┌────────

use std::iter::FusedIterator;

use crate::bitset::bitset_traits;
use crate::Piece;

/// A compact set of [`Piece`]s.
///
/// This is what the pool of pieces that have not been handed out yet is made of.
/// Allows intersection/union/xor with other such sets via bitwise ops, and
/// iterates in ascending [index](Piece::to_index) order.
///
/// ```
/// use quarto::{piece, PiecesSet};
/// let mut set = PiecesSet::new();
/// // This is an immutable data type, so functions like `insert` return a new `PiecesSet`.
/// set = set.insert(piece!("EMIW"));
/// set = set.insert(piece!("EMIW"));  // Inserting a second time has no effect
/// set = set.insert(piece!("CSTP"));
/// assert_eq!(Vec::from_iter(set), vec![piece!("CSTP"), piece!("EMIW")]);
/// ```
///
/// # Note on immutability
///
/// This is an immutable type, so its "mutating" methods return a
/// new value instead of really mutating in-place (except for `std::ops::BitXxxAssign` trait methods).
/// It is also [`Copy`], so a value is not consumed by methods with `self` receiver.
#[derive(Clone, Copy, Debug, PartialEq, Eq, Hash)]
pub struct PiecesSet {
    pub(crate) bits: u16,
}

/// Equal to `PiecesSet::from_iter(ALL_PIECES)`.
pub const ALL_PIECES_SET: PiecesSet = PiecesSet { bits: u16::MAX };

impl PiecesSet {
    /// Creates a new, empty set.
    pub fn new() -> Self {
        Self { bits: 0 }
    }

    pub fn len(self) -> usize {
        self.bits.count_ones() as usize
    }

    pub fn is_empty(self) -> bool {
        self.bits == 0
    }

    pub fn contains(self, piece: Piece) -> bool {
        self.bits & (1u16 << piece.to_index()) != 0
    }

    #[must_use] // Because users might expect this to be a mutating method
    pub fn insert(self, piece: Piece) -> Self {
        Self {
            bits: self.bits | (1u16 << piece.to_index()),
        }
    }

    #[must_use] // Because users might expect this to be a mutating method
    pub fn remove(self, piece: Piece) -> Self {
        Self {
            bits: self.bits & !(1u16 << piece.to_index()),
        }
    }

    /// The piece at position `index` in iteration order.
    pub fn nth(self, index: usize) -> Option<Piece> {
        self.into_iter().nth(index)
    }
}

bitset_traits!(PiecesSet, u16::MAX);

impl FromIterator<Piece> for PiecesSet {
    fn from_iter<T: IntoIterator<Item = Piece>>(iter: T) -> Self {
        let mut bits = 0;
        for piece in iter {
            bits |= 1u16 << piece.to_index();
        }
        Self { bits }
    }
}

impl IntoIterator for PiecesSet {
    type Item = Piece;

    type IntoIter = PiecesSetIter;

    fn into_iter(self) -> Self::IntoIter {
        PiecesSetIter { bits: self.bits }
    }
}

impl std::fmt::Display for PiecesSet {
    fn fmt(&self, f: &mut std::fmt::Formatter<'_>) -> std::fmt::Result {
        write!(f, "{{")?;
        for (i, piece) in self.into_iter().enumerate() {
            if i > 0 {
                write!(f, " ")?;
            }
            write!(f, "{}", piece)?;
        }
        write!(f, "}}")
    }
}

/// Iterator for a [`PiecesSet`] that returns pieces by ascending index.
#[derive(Clone, Copy, Debug)]
pub struct PiecesSetIter {
    bits: u16,
}

impl Iterator for PiecesSetIter {
    type Item = Piece;

    fn next(&mut self) -> Option<Self::Item> {
        if self.bits == 0 {
            None
        } else {
            // The number of trailing zeros is the piece index
            let piece_idx = self.bits.trailing_zeros() as u8;
            // Clear the flag corresponding to this piece index
            self.bits ^= 1u16 << piece_idx;

            Some(Piece::from_index(piece_idx))
        }
    }

    fn size_hint(&self) -> (usize, Option<usize>) {
        let size = self.bits.count_ones() as usize;
        (size, Some(size))
    }
}

impl ExactSizeIterator for PiecesSetIter {
    fn len(&self) -> usize {
        self.bits.count_ones() as usize
    }
}

impl FusedIterator for PiecesSetIter {}

#[cfg(test)]
mod tests {
    use quickcheck::quickcheck;

    use super::*;
    use crate::{piece, ALL_PIECES};

    quickcheck! {
        fn insert_then_contains(set: PiecesSet, piece: Piece) -> bool {
            let set = set.insert(piece);
            set.contains(piece) && !set.remove(piece).contains(piece)
        }

        fn len_matches_iteration(set: PiecesSet) -> bool {
            set.len() == set.into_iter().count()
        }

        fn complement_partitions_catalog(set: PiecesSet) -> bool {
            (set | !set) == ALL_PIECES_SET && (set & !set).is_empty()
        }

        fn nth_follows_ascending_order(set: PiecesSet) -> bool {
            let pieces: Vec<Piece> = set.into_iter().collect();
            pieces.windows(2).all(|w| w[0] < w[1])
                && (0..pieces.len()).all(|i| set.nth(i) == Some(pieces[i]))
                && set.nth(pieces.len()).is_none()
        }
    }

    #[test]
    fn set_constants() {
        assert_eq!(PiecesSet::from_iter(ALL_PIECES), ALL_PIECES_SET);
        assert_eq!(ALL_PIECES_SET.len(), 16);
        assert!(PiecesSet::default().is_empty());
    }

    #[test]
    fn removing_keeps_order_of_the_rest() {
        let pool = ALL_PIECES_SET.remove(ALL_PIECES[3]);
        assert_eq!(pool.nth(2), Some(ALL_PIECES[2]));
        assert_eq!(pool.nth(3), Some(ALL_PIECES[4]));
        assert_eq!(pool.len(), 15);
    }

    #[test]
    fn display() {
        let set = PiecesSet::from_iter([piece!("EMIW"), piece!("CSTP")]);
        assert_eq!(set.to_string(), "{CSTP EMIW}");
    }
}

└────────

_Activity:_ What you output must be the lines from the opening of the material above up to and including the line with "#[derive(Clone, Copy, Debug, PartialEq, Eq, Hash)]", reproduced exactly.

_Response to this exercise:_
use std::iter::FusedIterator;

use crate::bitset::bitset_traits;
use crate::Piece;

/// A compact set of [`Piece`]s.
///
/// This is what the pool of pieces that have not been handed out yet is made of.
/// Allows intersection/union/xor with other such sets via bitwise ops, and
/// iterates in ascending [index](Piece::to_index) order.
///
/// ```
/// use quarto::{piece, PiecesSet};
/// let mut set = PiecesSet::new();
/// // This is an immutable data type, so functions like `insert` return a new `PiecesSet`.
/// set = set.insert(piece!("EMIW"));
/// set = set.insert(piece!("EMIW"));  // Inserting a second time has no effect
/// set = set.insert(piece!("CSTP"));
/// assert_eq!(Vec::from_iter(set), vec![piece!("CSTP"), piece!("EMIW")]);
/// ```
///
/// # Note on immutability
///
/// This is an immutable type, so its "mutating" methods return a
/// new value instead of really mutating in-place (except for `std::ops::BitXxxAssign` trait methods).
/// It is also [`Copy`], so a value is not consumed by methods with `self` receiver.
#[derive(Clone, Copy, Debug, PartialEq, Eq, Hash)]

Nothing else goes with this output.